International Environmental Law Committee - Newsletter Archive

Vol. 3, No. 2 - November 2000

 

Application of the Precautionary Principle in the European Union – What Will Change

Ursula Schliessner
Oppenheimer Wolff & Donnelly LLP
Brussels, Belgium

Editor’s Note: There have been a series of decisions taken by the Court of First Instance (the "CFI") and the European Court of Justice (the "ECJ") in the last two years interpreting the Precautionary Principle (the "PP"). Moreover, the European Commission (the "Commission"), the European Union’s ("EU") executive body, issued a policy paper at the beginning of 2000 on the same subject outlining its future day-to-day application of the PP. This article examines these recent developments and draws conclusions of their impact to EU policy.

Introduction
The PP is explicitly mentioned in the EC Treaty only once, in relation to the European Community ("Community") policy on the environment. (Although previously used, the PP was finally recognized as a principle of international environmental law with its incorporation as Principle 15 of the 1992 Rio Declaration, which reads: "In order to protect the environment, the precautionary approach should be widely applied by States according to their capabilities. Where there are threats of serious or irreversible damage, lack of full scientific certainty shall not be used as a reason for postponing cost-effective measures to prevent environmental degradation.") Article 174 (2) EC Treaty specifies that "Community policy on the environment shall aim at a high level of protection taking into account the diversity of situations in the various regions of the Community. It shall be based on the precautionary principle and on the principles that preventive action should be taken, that environmental damage should as a priority be rectified at source and that the polluter should pay." The PP is not defined in the EC Treaty. Over and above its application in environmental policy, the EU has more recently also introduced the PP into other areas of Community policy, namely those relating to human, animal and plant health. See, e.g., Commission White Paper on Food Safety (COM (1999) 719 (Final).

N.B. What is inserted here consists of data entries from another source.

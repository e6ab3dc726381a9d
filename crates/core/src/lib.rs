//! Core library for the JamWave spatial audio player.
//!
//! The engine owns a fixed processing graph (source, ten-band equalizer,
//! rotating spatializer, master gain, analyzer) and exposes synchronous
//! parameter setters plus a pull-based spectrum read for the visualizer.
//! Audio can be rendered on demand (offline) or through the default output
//! device when the `device` feature is enabled.

pub mod analysis;
pub mod audio;
pub mod config;
pub mod equalizer;
pub mod error;
pub mod mapping;
pub mod player;
pub mod render;
pub mod source;
pub mod spatial;
pub mod timeline;
pub mod track;

pub use analysis::{Analyzer, AnalyzerSnapshot};
#[cfg(feature = "device")]
pub use audio::DeviceBackend;
pub use audio::{AudioBackend, AudioContext, AudioEngine, OfflineBackend, SignalGraph};
pub use config::{AppConfig, EngineConfig, VisualizerConfig};
pub use equalizer::{EqPreset, Equalizer, EqualizerBand, FilterShape, BAND_COUNT, BAND_FREQUENCIES};
pub use error::{Result, SpatialAudioError};
pub use mapping::ControlSurface;
pub use player::{PlaybackState, Player};
pub use render::{bar_layout, Bar, Canvas, SpectrumSource, TextCanvas, Visualizer};
pub use source::{write_stereo_wav, MediaElement};
pub use spatial::{Position, RotationMode, SpatialEffectState};
pub use timeline::{FrameClock, Ticker};
pub use track::Track;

Case Law of the European Courts
The ECJ and the CFI have recently had several opportunities to express themselves on the PP. Some of the major rulings are reviewed briefly below. Additional cases not discussed here include T-199/96 Laboratoires pharmaceutiques Bergaderm SA; and Jean-Jacques Goupil v. Commission of the European Communities; C-157/96 (BSE); T-70/99 (order on application for interim relief in Alpharma Inc. v. Council of the European Union – withdrawal of bacitracin zinc (antibiotic) from the list of authorized additives for feedingstuffs).

The British BSE Case
The first landmark decision – though it did not actually mention the term PP – was the ECJ’s judgment of May 5, 1998 in the British BSE case in which the United Kingdom contested the legality of the Commission’s decision to ban British beef for intra-Community trade pending the U.K.’s implementation of hygiene measures. Case C-180/96 United Kingdom of Great Britain and Northern Ireland v. Commission of the European Communities. The Commission had argued, on the basis of the opinions of its Scientific Committee, that a ban was justified pending further examination of the facts and that it could not be excluded that BSE was linked to the outbreak of Creutzfeldt-Jakob disease in the U.K. The U.K. argued, among other points, that the Commission had misused its powers, that the principle of proportionality was breached and that the Commission decision did not respect the principle of legal certainty.

The ECJ held that under the secondary Community legislation in question, the Commission was entitled to adopt safeguard measures in response to the publication of new information despite the fact that the disease had been in existence for a long time. On the basis of this new information, the link between BSE and Creutzfeldt-Jakob disease had become a possibility. The ECJ recalled that in the present case the Commission enjoyed a wide measure of discretion and that in such case, the ECJ must restrict itself to examine whether the Commission has committed, in exercising such discretion, a manifest error, or a misuse of powers, or whether the Commission clearly did exceed the bounds of its discretion – which the ECJ denied in the present case in view of the uncertainty of the adequacy and effectiveness of the U.K. measures and the seriousness of the public health hazard. As to the proportionality of the Commission measures, the ECJ argued that in the case at hand, the Community legislature had a discretionary power corresponding to the political responsibilities given to it in the Treaty. Consequently, the measure adopted would only be illegal if it had been manifestly inappropriate. The ECJ held that where there is uncertainty as to the existence or extent of risks to human health, the institutions could take protective measures without having to wait until the reality and seriousness of those risks become fully apparent.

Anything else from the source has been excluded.